The Office of the U.S. Trade Representative (USTR) rebuked China over its “coercive and unfair” trade practices Monday in an annual report outlining the Biden administration’s trade agenda.
“The Biden administration recognizes that China’s coercive and unfair trade practices harm American workers, threaten our technological edge, weaken our supply chain resiliency and undermine our national interests,” the USTR report states. “Addressing the China challenge will require a comprehensive strategy and more systematic approach than the piecemeal approach of the recent past.”
And bingo: next section is about making sure the rules are the right rules, rather than assuming following them will address the things the administration cares about, like reducing inequality. pic.twitter.com/LqXU18MDl5
— Todd N. Tucker (@toddntucker) March 1, 2021
President Joe Biden inherited multiple initiatives on U.S.-China trade relations from former President Donald Trump. Biden said in December that he would not roll back the import tariffs Trump levied on roughly $335 billion of Chinese consumer goods, nor would he renegotiate the Phase One agreement signed between the Trump administration and Beijing.
USTR nominee Katherine Tai also expressed concerns about China’s trade practices and called import tariffs a “legitimate tool in the trade toolbox” during her confirmation hearing last week before the Senate Finance Committee.
If confirmed, Tai would be instrumental in enforcing the administration’s trade agenda. She notably questioned the longstanding establishment consensus on trade liberalization and economic engagement with China.
“For a very long time our trade policies were based on the assumption that the more we traded with each other, and more liberalized our trade, the more peace and prosperity there would be,” Tai told senators. She added that this approach has instead led to less prosperity and lower labor and environmental standards.
Jamieson Greer, who served as chief of staff to former USTR Robert Lighthizer, told Reuters that Tai’s position on US-China trade relations and import tariffs suggested a continuation of the Trump administration’s stance. (RELATED: Joe Biden Reportedly Will Keep Trump’s Sanctions On Chinese Tech Threats)
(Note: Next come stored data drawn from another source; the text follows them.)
use std::sync::Weak;

use tokio::sync::mpsc::Receiver;
use tokio::task::JoinHandle;
use tracing::{debug, warn};

use crate::connection::connection_context::ContextState;
use crate::net::reply::server_reply::ServerReply;
use crate::net::request_waiting_list::reply_error::{ReplyError, TransportError};

pub type InboundFrame = Result<ServerReply, TransportError>;

#[derive(Clone, Copy, Debug, PartialEq, Eq)]
pub enum DispatchOutcome {
    Matched,
    Unmatched,
    TornDown,
    ContextDropped,
}

impl DispatchOutcome {
    pub fn keeps_running(&self) -> bool {
        return matches!(self, DispatchOutcome::Matched | DispatchOutcome::Unmatched);
    }
}

/// Routes decoded frames from the transport into a connection's waiting list.
///
/// Holds the connection state weakly: a running dispatcher never keeps a dropped
/// connection alive.
pub struct ReplyDispatcher {
    state: Weak<ContextState>,
}

impl ReplyDispatcher {
    pub(crate) fn new(state: Weak<ContextState>) -> Self {
        return ReplyDispatcher { state };
    }

    /// Spawns the dispatch loop. It ends on a transport error, when the channel closes,
    /// or once the connection context is gone. The first two close the connection.
    pub fn start(self, mut receiver: Receiver<InboundFrame>) -> JoinHandle<()> {
        return tokio::spawn(async move {
            debug!("reply dispatcher started");
            while let Some(frame) = receiver.recv().await {
                if !self.dispatch(frame).keeps_running() {
                    debug!("reply dispatcher stopped");
                    return;
                }
            }
            self.on_inbound_closed();
            debug!("reply dispatcher stopped, inbound channel closed");
        });
    }

    pub fn dispatch(&self, frame: InboundFrame) -> DispatchOutcome {
        let state = match self.state.upgrade() {
            Some(state) => state,
            None => return DispatchOutcome::ContextDropped,
        };
        return match frame {
            Ok(reply) => {
                let response_to = reply.response_to();
                if state.waiting_list().deliver(reply) {
                    DispatchOutcome::Matched
                } else {
                    debug!(response_to, "no pending request for reply, dropping it");
                    DispatchOutcome::Unmatched
                }
            }
            Err(error) => {
                warn!(%error, "transport failed, closing connection");
                state.mark_errored();
                state.tear_down(ReplyError::transport(error));
                DispatchOutcome::TornDown
            }
        };
    }

    fn on_inbound_closed(&self) {
        if let Some(state) = self.state.upgrade() {
            state.tear_down(ReplyError::ConnectionClosed);
        }
    }
}

#[cfg(all(test, feature = "test_type_unit"))]
mod tests {
    use std::io;

    use bytes::Bytes;
    use tokio::sync::mpsc;

    use crate::connection::connection_context::ConnectionContext;
    use crate::connection::reply_dispatcher::DispatchOutcome;
    use crate::net::reply::server_reply::ServerReply;
    use crate::net::request_waiting_list::reply_error::{ReplyError, TransportError};

    #[tokio::test]
    async fn dispatch_matched_and_unmatched_replies() {
        let context = ConnectionContext::new();
        let callback = context.expect_reply(7);
        let dispatcher = context.reply_dispatcher();

        assert_eq!(DispatchOutcome::Matched, dispatcher.dispatch(Ok(ServerReply::new(1, 7, 2013, Bytes::from("ok")))));
        assert_eq!(DispatchOutcome::Unmatched, dispatcher.dispatch(Ok(ServerReply::new(2, 7, 2013, Bytes::from("again")))));

        assert_eq!(&Bytes::from("ok"), callback.handle().await.unwrap().payload());
    }

    #[tokio::test]
    async fn transport_error_tears_down_the_connection() {
        let context = ConnectionContext::new();
        let callback = context.expect_reply(3);
        let dispatcher = context.reply_dispatcher();

        let error = TransportError::from(io::Error::new(io::ErrorKind::BrokenPipe, "broken pipe"));
        assert_eq!(DispatchOutcome::TornDown, dispatcher.dispatch(Err(error)));

        assert!(context.did_error());
        assert!(context.is_closed());
        assert!(matches!(callback.handle().await, Err(ReplyError::Transport(_))));
    }

    #[tokio::test]
    async fn stop_once_the_context_is_dropped() {
        let context = ConnectionContext::new();
        let dispatcher = context.reply_dispatcher();
        drop(context);

        assert_eq!(DispatchOutcome::ContextDropped, dispatcher.dispatch(Ok(ServerReply::new(1, 1, 2013, Bytes::new()))));
    }

    #[tokio::test]
    async fn closing_the_inbound_channel_closes_the_connection() {
        let context = ConnectionContext::new();
        let callback = context.expect_reply(9);
        let (sender, receiver) = mpsc::channel(4);

        let dispatcher = context.reply_dispatcher().start(receiver);
        drop(sender);
        dispatcher.await.unwrap();

        assert!(context.is_closed());
        assert!(!context.did_error());
        assert!(callback.handle().await.unwrap_err().is_connection_closed());
    }
}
The USTR stated in Monday’s report that the Biden administration would use “all available tools” to take on China’s “detrimental actions” on trade. The report cited actions such as barriers to market access, supply chain risks, subsidies to state-backed firms, coercive technology transfers and intellectual property theft.
Almost all of the issues mentioned in the report were frequently cited by Trump trade officials as well. Actions taken by the previous administration included blocking Chinese state-owned firm Huawei from American chip-making equipment and launching a Section 301 investigation into China’s technology licensing practices.
One major difference, the report suggests, is that the Biden administration may rely more on multilateral agreements and international institutions as opposed to the Trump administration’s preference for bilateral agreements.
Another difference is that the Biden administration plans to make climate change and racial equality a core part of its trade agenda, according to the report.
USTR’s position indicates Biden could be tougher on China than previous Democratic presidents. Biden said during his first foreign policy address in early February that his administration would hold China accountable for its economic abuses.
The president is also expected to sign an executive order aimed at cutting U.S. reliance on foreign countries for critical supply chains such as pharmaceuticals and semiconductors, two industries where China has made great strides in recent years.